I was a two-year Brownie, a Girl Scout for less than a year and then…well, I okay, so I was never much of a joiner to begin with. It all came down to the dress in the end; I didn’t want to have to wear one — this was the 70’s after all — and my troop leader wouldn’t allow me the tomboy sash-only concession that my Brownie leader did. That’s how I became a third-grade Girl Scout drop-out.

Don’t worry, it didn’t lead to a pre-adolescent life of petty crime and clove cigarettes. That would come way later.

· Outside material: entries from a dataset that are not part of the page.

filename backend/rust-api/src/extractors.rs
use axum::{
    extract::{FromRequest, Request},
    http::StatusCode,
    response::{IntoResponse, Response},
    Json,
};
use serde_json::json;

/// JSON extractor that rejects malformed bodies with a JSON error payload
/// instead of axum's default plain-text response.
pub struct AppJson<T>(pub T);

impl<T, S> FromRequest<S> for AppJson<T>
where
    T: serde::de::DeserializeOwned + 'static,
    S: Send + Sync,
{
    type Rejection = Response;

    async fn from_request(req: Request, state: &S) -> Result<Self, Self::Rejection> {
        match Json::<T>::from_request(req, state).await {
            Ok(Json(value)) => Ok(AppJson(value)),
            Err(rejection) => {
                let message = format!("Failed to parse JSON request body: {}", rejection);
                tracing::warn!("{}", message);
                let body = json!({
                    "error": "invalid_argument",
                    "message": message,
                });
                Err((StatusCode::BAD_REQUEST, Json(body)).into_response())
            }
        }
    }
}
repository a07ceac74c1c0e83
use anyhow::anyhow;
use chrono::Utc;
use mongodb::bson::doc;
use mongodb::Database;
use redis::aio::ConnectionManager;

use crate::error::{is_duplicate_key, EngineError, EngineResult};
use crate::metrics::{
    track_cache_operation, ACTIVE_SECONDS_RECORDED_TOTAL, PAGE_SESSIONS_ACTIVE,
    PAGE_SESSIONS_TOTAL,
};
use crate::models::session::{DailyTimeLog, PageViewSession};
use crate::utils::time::{date_key, is_valid_date_key};

use super::ensure_module_exists;

/// Redis TTL for an active session. Long enough to survive any realistic
/// browsing pause; refreshed on every ping.
const SESSION_TTL_SECONDS: u64 = 86_400;

fn session_key(session_id: &str) -> String {
    format!("page_session:{}", session_id)
}

/// Active-time session tracking plus the daily time ledger. Sessions live in
/// Redis while active and become durable `page_view_sessions` rows on end.
pub struct EngagementService {
    mongo: Database,
    redis: ConnectionManager,
}

impl EngagementService {
    pub fn new(mongo: Database, redis: ConnectionManager) -> Self {
        Self { mongo, redis }
    }

    pub async fn start_session(
        &self,
        user_id: &str,
        module_id: &str,
    ) -> EngineResult<PageViewSession> {
        ensure_module_exists(&self.mongo, module_id).await?;

        let session = PageViewSession::begin(user_id, module_id, Utc::now());
        self.store(&session).await?;

        PAGE_SESSIONS_TOTAL.with_label_values(&["started"]).inc();
        PAGE_SESSIONS_ACTIVE.inc();
        tracing::info!(
            "Page session {} started for user {} in module {}",
            session.id,
            user_id,
            module_id
        );

        Ok(session)
    }

    /// Folds one activity ping into the session. Gaps at or above the idle
    /// threshold are excluded from the active total.
    pub async fn record_activity(&self, session_id: &str) -> EngineResult<PageViewSession> {
        let mut session = self.load(session_id).await?;
        let counted = session.apply_activity(Utc::now());
        self.store(&session).await?;

        if counted > 0 {
            ACTIVE_SECONDS_RECORDED_TOTAL.inc_by(counted as u64);
        }
        tracing::debug!(
            "Session {} activity: +{}s active (total {}s)",
            session_id,
            counted,
            session.total_active_seconds
        );

        Ok(session)
    }

    /// One final activity fold, then the session is frozen and its active
    /// total is added into the daily ledger. The durable insert happens before
    /// the ledger `$inc`: a retried end hits the duplicate `_id` and fails
    /// with `InvalidState` instead of double counting.
    pub async fn end_session(&self, session_id: &str) -> EngineResult<PageViewSession> {
        let mut session = self.load(session_id).await?;
        let counted = session.apply_activity(Utc::now());
        session.ended = true;

        let sessions = self.mongo.collection::<PageViewSession>("page_view_sessions");
        match sessions.insert_one(&session).await {
            Ok(_) => {}
            Err(err) if is_duplicate_key(&err) => {
                // A previous end already went durable; drop the stale cache copy.
                self.discard(session_id).await?;
                return Err(EngineError::invalid_state(format!(
                    "Session {} has already ended",
                    session_id
                )));
            }
            Err(err) => return Err(err.into()),
        }

        if session.total_active_seconds > 0 {
            if let Err(err) = self
                .add_time(
                    &session.user_id,
                    &date_key(session.last_activity),
                    &session.module_id,
                    session.total_active_seconds,
                )
                .await
            {
                // The durable insert already happened, so a retried end gets
                // InvalidState and these seconds cannot be folded again.
                tracing::error!(
                    "Session {} ended but {}s were not folded into the daily ledger \
                     for user {} in module {}: {}",
                    session.id,
                    session.total_active_seconds,
                    session.user_id,
                    session.module_id,
                    err
                );
                return Err(err);
            }
        }
        self.discard(session_id).await?;

        if counted > 0 {
            ACTIVE_SECONDS_RECORDED_TOTAL.inc_by(counted as u64);
        }
        PAGE_SESSIONS_TOTAL.with_label_values(&["ended"]).inc();
        PAGE_SESSIONS_ACTIVE.dec();
        tracing::info!(
            "Page session {} ended with {}s active for user {} in module {}",
            session.id,
            session.total_active_seconds,
            session.user_id,
            session.module_id
        );

        Ok(session)
    }

    /// `$inc` upsert into the daily ledger. Monotonic non-decreasing per
    /// (user, date, module); there is no decrement operation.
    pub async fn add_time(
        &self,
        user_id: &str,
        date: &str,
        module_id: &str,
        seconds: i64,
    ) -> EngineResult<DailyTimeLog> {
        if seconds < 0 {
            return Err(EngineError::invalid_argument(
                "seconds must be non-negative",
            ));
        }
        if !is_valid_date_key(date) {
            return Err(EngineError::invalid_argument(format!(
                "Malformed date key: {} (expected YYYY-MM-DD)",
                date
            )));
        }
        ensure_module_exists(&self.mongo, module_id).await?;

        let collection = self.mongo.collection::<DailyTimeLog>("daily_time_logs");
        let filter = doc! { "user_id": user_id, "date": date, "module_id": module_id };
        collection
            .update_one(filter.clone(), doc! { "$inc": { "time_seconds": seconds } })
            .upsert(true)
            .await?;

        collection
            .find_one(filter)
            .await?
            .ok_or_else(|| EngineError::Internal(anyhow!("time log missing after upsert")))
    }

    async fn store(&self, session: &PageViewSession) -> EngineResult<()> {
        let mut conn = self.redis.clone();
        let payload =
            serde_json::to_string(session).map_err(|e| EngineError::Internal(e.into()))?;

        track_cache_operation("setex", async {
            redis::cmd("SETEX")
                .arg(session_key(&session.id))
                .arg(SESSION_TTL_SECONDS)
                .arg(payload)
                .query_async::<()>(&mut conn)
                .await
                .map_err(EngineError::from)
        })
        .await
    }

    async fn load(&self, session_id: &str) -> EngineResult<PageViewSession> {
        let mut conn = self.redis.clone();
        let payload: Option<String> = track_cache_operation("get", async {
            redis::cmd("GET")
                .arg(session_key(session_id))
                .query_async(&mut conn)
                .await
                .map_err(EngineError::from)
        })
        .await?;

        match payload {
            Some(json) => serde_json::from_str(&json).map_err(|e| EngineError::Internal(e.into())),
            None => {
                // Distinguish "never existed" from "already ended" via the
                // durable store, so a retried call on an ended session gets
                // InvalidState rather than NotFound.
                let sessions = self.mongo.collection::<PageViewSession>("page_view_sessions");
                match sessions.find_one(doc! { "_id": session_id }).await? {
                    Some(session) if session.ended => Err(EngineError::invalid_state(format!(
                        "Session {} has already ended",
                        session_id
                    ))),
                    Some(_) => Err(EngineError::Internal(anyhow!(
                        "session {} evicted from cache before ending",
                        session_id
                    ))),
                    None => Err(EngineError::not_found(format!(
                        "Session {} not found",
                        session_id
                    ))),
                }
            }
        }
    }

    async fn discard(&self, session_id: &str) -> EngineResult<()> {
        let mut conn = self.redis.clone();
        track_cache_operation("del", async {
            redis::cmd("DEL")
                .arg(session_key(session_id))
                .query_async::<()>(&mut conn)
                .await
                .map_err(EngineError::from)
        })
        .await
    }
}
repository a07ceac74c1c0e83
pub mod retry;
pub mod time;
use rand;
use std::time::Duration;

#[derive(Clone)]
pub struct RetryConfig {
    pub max_attempts: usize,
    pub base_backoff: Duration,
    pub max_backoff: Duration,
    pub jitter_max: Option<Duration>,
}

impl Default for RetryConfig {
    fn default() -> Self {
        Self {
            max_attempts: 5,
            base_backoff: Duration::from_millis(20),
            max_backoff: Duration::from_millis(500),
            jitter_max: Some(Duration::from_millis(50)),
        }
    }
}

/// Bounded retry with exponential backoff and jitter. Used only for storage
/// reads during aggregate scans; writes are never blindly retried here.
pub async fn retry_async_with_config<F, Fut, T, E>(config: RetryConfig, mut f: F) -> Result<T, E>
where
    F: FnMut() -> Fut,
    Fut: std::future::Future<Output = Result<T, E>>,
{
    let mut attempts_left = config.max_attempts;
    let mut backoff = config.base_backoff;

    loop {
        let res = f().await;
        match res {
            Ok(v) => return Ok(v),
            Err(e) => {
                attempts_left = attempts_left.saturating_sub(1);
                if attempts_left == 0 {
                    return Err(e);
                }

                if let Some(jitter_max) = config.jitter_max {
                    let jitter_ms = jitter_max.as_millis() as u64;
                    let extra = if jitter_ms == 0 {
                        0
                    } else {
                        rand::random::<u64>() % (jitter_ms + 1)
                    };
                    tokio::time::sleep(backoff + Duration::from_millis(extra)).await;
                } else {
                    tokio::time::sleep(backoff).await;
                }

                backoff = std::cmp::min(backoff * 2, config.max_backoff);
            }
        }
    }
}
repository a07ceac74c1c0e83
use chrono::{DateTime, Utc};
use serde::{Deserialize, Serialize};
use uuid::Uuid;

/// Gap between activity pings (in seconds) at or above which the gap is idle
/// time and excluded from the active total. Fixed, no configuration surface.
pub const IDLE_THRESHOLD_SECONDS: i64 = 300;

/// One active browsing session per (user, module) client tab. Lives in Redis
/// while active; written to `page_view_sessions` once ended.
#[derive(Debug, Clone, Serialize, Deserialize)]
pub struct PageViewSession {
    #[serde(rename = "_id")]
    pub id: String,
    pub user_id: String,
    pub module_id: String,
    pub start_time: DateTime<Utc>,
    pub last_activity: DateTime<Utc>,
    pub total_active_seconds: i64,
    pub ended: bool,
}

impl PageViewSession {
    pub fn begin(user_id: &str, module_id: &str, now: DateTime<Utc>) -> Self {
        Self {
            id: Uuid::new_v4().to_string(),
            user_id: user_id.to_string(),
            module_id: module_id.to_string(),
            start_time: now,
            last_activity: now,
            total_active_seconds: 0,
            ended: false,
        }
    }

    /// Folds one activity ping into the session. The gap since the previous
    /// ping counts as active time only when `0 <= gap < IDLE_THRESHOLD_SECONDS`;
    /// a gap at exactly the threshold is idle. `last_activity` always advances.
    /// Returns the seconds counted by this ping.
    pub fn apply_activity(&mut self, now: DateTime<Utc>) -> i64 {
        let delta = (now - self.last_activity).num_seconds();
        let counted = if (0..IDLE_THRESHOLD_SECONDS).contains(&delta) {
            delta
        } else {
            0
        };
        self.total_active_seconds += counted;
        self.last_activity = now;
        counted
    }
}

/// Per-user, per-day, per-module accumulation of active seconds. One row per
/// key; incremented, never decremented.
#[derive(Debug, Clone, Serialize, Deserialize)]
pub struct DailyTimeLog {
    pub user_id: String,
    pub date: String,
    pub module_id: String,
    pub time_seconds: i64,
}

#[derive(Debug, Deserialize)]
pub struct StartSessionRequest {
    pub user_id: String,
    pub module_id: String,
}

#[derive(Debug, Deserialize)]
pub struct AddTimeRequest {
    pub user_id: String,
    pub module_id: String,
    /// `YYYY-MM-DD`; defaults to today (UTC) when omitted.
    #[serde(default)]
    pub date: Option<String>,
    pub seconds: i64,
}

#[cfg(test)]
mod tests {
    use super::{PageViewSession, IDLE_THRESHOLD_SECONDS};
    use chrono::{Duration, TimeZone, Utc};

    fn start() -> chrono::DateTime<chrono::Utc> {
        Utc.with_ymd_and_hms(2026, 1, 15, 12, 0, 0).unwrap()
    }

    #[test]
    fn short_gaps_accumulate_idle_gaps_do_not() {
        let t0 = start();
        let mut session = PageViewSession::begin("user-1", "module-1", t0);

        assert_eq!(session.apply_activity(t0 + Duration::seconds(100)), 100);
        // 100 -> 400 is a 300-second gap, at the threshold, so idle.
        assert_eq!(session.apply_activity(t0 + Duration::seconds(400)), 0);
        assert_eq!(session.total_active_seconds, 100);
        assert_eq!(session.last_activity, t0 + Duration::seconds(400));
    }

    #[test]
    fn gap_just_under_threshold_counts() {
        let t0 = start();
        let mut session = PageViewSession::begin("user-1", "module-1", t0);
        let gap = IDLE_THRESHOLD_SECONDS - 1;
        assert_eq!(session.apply_activity(t0 + Duration::seconds(gap)), gap);
        assert_eq!(session.total_active_seconds, gap);
    }

    #[test]
    fn backwards_clock_counts_nothing_but_still_advances() {
        let t0 = start();
        let mut session = PageViewSession::begin("user-1", "module-1", t0);
        let earlier = t0 - Duration::seconds(5);
        assert_eq!(session.apply_activity(earlier), 0);
        assert_eq!(session.total_active_seconds, 0);
        assert_eq!(session.last_activity, earlier);
    }

    #[test]
    fn begin_starts_fresh() {
        let t0 = start();
        let session = PageViewSession::begin("user-1", "module-1", t0);
        assert_eq!(session.total_active_seconds, 0);
        assert!(!session.ended);
        assert_eq!(session.start_time, session.last_activity);
    }
}
//! Utility helpers shared across client UI modules.
//!
//! SYSTEM CONTEXT
//! ==============
//! Utility modules isolate browser concerns from page and component logic so
//! the rest of the crate renders identically on the server.

pub mod browser;
pub mod viewport;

Top photo: Authentic peace and love Girl Scout tee at the official Girl Scout shop

 

Even at 8, the uniform rule seemed unfair to me. As if tomboys weren’t welcome; only girls who wanted to wear dresses. Or at least that’s how I saw it. I didn’t want to be part of any club that wouldn’t have me and my Danskin pants as a member. My friends continued on, but I found other clubs, sports, activities that felt more me.

So to be clear, I haven’t had much by way of powerful, personal pro-scouting sentiments over the years, and I have no personal agenda here. I’ve just read about how much good the organization has done for so many girls over the years, and I know that girls these days can use all the opportunities to develop self-esteem, leadership skills, and a capacity for volunteerism and benevolence that they can get.

And hey, I like Thin Mints. Probably a little too much.

Vintage Girl Scout handbooks on Etsy

Vintage Girl Scout handbooks, Plundered Patina on Etsy

I’ve also watched closely through the decades as inclusivity issues in scouting have become far more complex and profound than the rejection of pants, and I can’t imagine what it’s like trying to be a major national do-good organization for kids in such polarizing political times.

So I may be a little behind on the news while on vacation this past week, but I was riveted by the recent story about the Girl Scouts of Western Washington reinforcing their policy of providing true acceptance and community for every girl by rejecting a $100,000 donation from a donor (or as I’d like to think of him/her, bigoted jerkface) that came with strings attached: I’ll give you the money but you can’t let in any transgendered scouts.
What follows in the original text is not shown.